[Records shown]
┌──

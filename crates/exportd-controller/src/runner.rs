//! Watcher wiring and worker loops for the common reconciler.

use std::sync::Arc;
use std::time::Duration;

use futures::StreamExt;
use kube::runtime::watcher::{self, watcher, Event};
use kube::{Api, Client, ResourceExt};
use tracing::{debug, info, warn};

use exportd_common::crd::{NfsExport, NfsExportContent};

use crate::controller::CommonController;

/// Run the common reconciler: two watchers, two worker pools and the
/// periodic resync, until the stop future resolves.
pub async fn run(
    controller: Arc<CommonController>,
    client: Client,
    workers: usize,
    resync_period: Duration,
    stop: impl std::future::Future<Output = ()>,
) {
    info!(workers, "Starting common reconciler");

    let watch_exports = tokio::spawn(watch_exports(Arc::clone(&controller), client.clone()));
    let watch_contents = tokio::spawn(watch_contents(Arc::clone(&controller), client));
    let resync = tokio::spawn(resync_loop(Arc::clone(&controller), resync_period));

    let mut worker_tasks = Vec::new();
    for _ in 0..workers.max(1) {
        worker_tasks.push(tokio::spawn(export_worker(Arc::clone(&controller))));
        worker_tasks.push(tokio::spawn(content_worker(Arc::clone(&controller))));
    }

    stop.await;
    info!("Shutting down common reconciler");

    controller.export_queue().shut_down();
    controller.content_queue().shut_down();
    watch_exports.abort();
    watch_contents.abort();
    resync.abort();
    for task in worker_tasks {
        let _ = task.await;
    }
}

async fn export_worker(controller: Arc<CommonController>) {
    let queue = controller.export_queue();
    while let Some(key) = queue.get().await {
        match controller.sync_export_key(&key).await {
            Ok(()) => queue.forget(&key),
            Err(e) => {
                if e.is_conflict() {
                    debug!(key, error = %e, "could not sync export");
                } else {
                    warn!(key, error = %e, "could not sync export, will retry");
                }
                queue.add_rate_limited(&key);
            }
        }
        queue.done(&key);
    }
}

async fn content_worker(controller: Arc<CommonController>) {
    let queue = controller.content_queue();
    while let Some(key) = queue.get().await {
        match controller.sync_content_key(&key).await {
            Ok(()) => queue.forget(&key),
            Err(e) => {
                if e.is_conflict() {
                    debug!(key, error = %e, "could not sync content");
                } else {
                    warn!(key, error = %e, "could not sync content, will retry");
                }
                queue.add_rate_limited(&key);
            }
        }
        queue.done(&key);
    }
}

async fn watch_exports(controller: Arc<CommonController>, client: Client) {
    let exports: Api<NfsExport> = Api::all(client);
    let mut stream = std::pin::pin!(watcher(exports, watcher::Config::default()));
    while let Some(event) = stream.next().await {
        match event {
            Ok(Event::Apply(export)) | Ok(Event::InitApply(export)) => {
                let key = export.key();
                if controller.store_export(&export) {
                    controller.export_queue().add(&key);
                }
            }
            Ok(Event::Delete(export)) => {
                debug!(export = %export.key(), "export deleted");
                controller.on_export_deleted(&export);
            }
            Ok(Event::Init) | Ok(Event::InitDone) => {}
            Err(e) => warn!(error = %e, "export watch error"),
        }
    }
}

async fn watch_contents(controller: Arc<CommonController>, client: Client) {
    let contents: Api<NfsExportContent> = Api::all(client);
    let mut stream = std::pin::pin!(watcher(contents, watcher::Config::default()));
    while let Some(event) = stream.next().await {
        match event {
            Ok(Event::Apply(content)) | Ok(Event::InitApply(content)) => {
                let key = content.name_any();
                if controller.store_content(&content) {
                    controller.content_queue().add(&key);
                }
            }
            Ok(Event::Delete(content)) => {
                debug!(content = %content.name_any(), "content deleted");
                controller.on_content_deleted(&content);
            }
            Ok(Event::Init) | Ok(Event::InitDone) => {}
            Err(e) => warn!(error = %e, "content watch error"),
        }
    }
}

async fn resync_loop(controller: Arc<CommonController>, period: Duration) {
    if period.is_zero() {
        return;
    }
    let mut ticker = tokio::time::interval(period);
    ticker.tick().await;
    loop {
        ticker.tick().await;
        for key in controller.cached_export_keys() {
            controller.export_queue().add(&key);
        }
        for key in controller.cached_content_keys() {
            controller.content_queue().add(&key);
        }
    }
}
fn main() -> Result<(), Box<dyn std::error::Error>> {
    std::env::set_var("PROTOC", protoc_bin_vendored::protoc_bin_path()?);

    tonic_build::configure()
        .build_server(true)
        .build_client(true)
        .compile_protos(&["proto/export.proto"], &["proto"])?;

    println!("cargo:rerun-if-changed=proto/export.proto");

    Ok(())
}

└──

[What is expected]
Whenever the word "workers" appears in a line of the listing, copy out that line.

[Result of the task]
    workers: usize,
    info!(workers, "Starting common reconciler");
    for _ in 0..workers.max(1) {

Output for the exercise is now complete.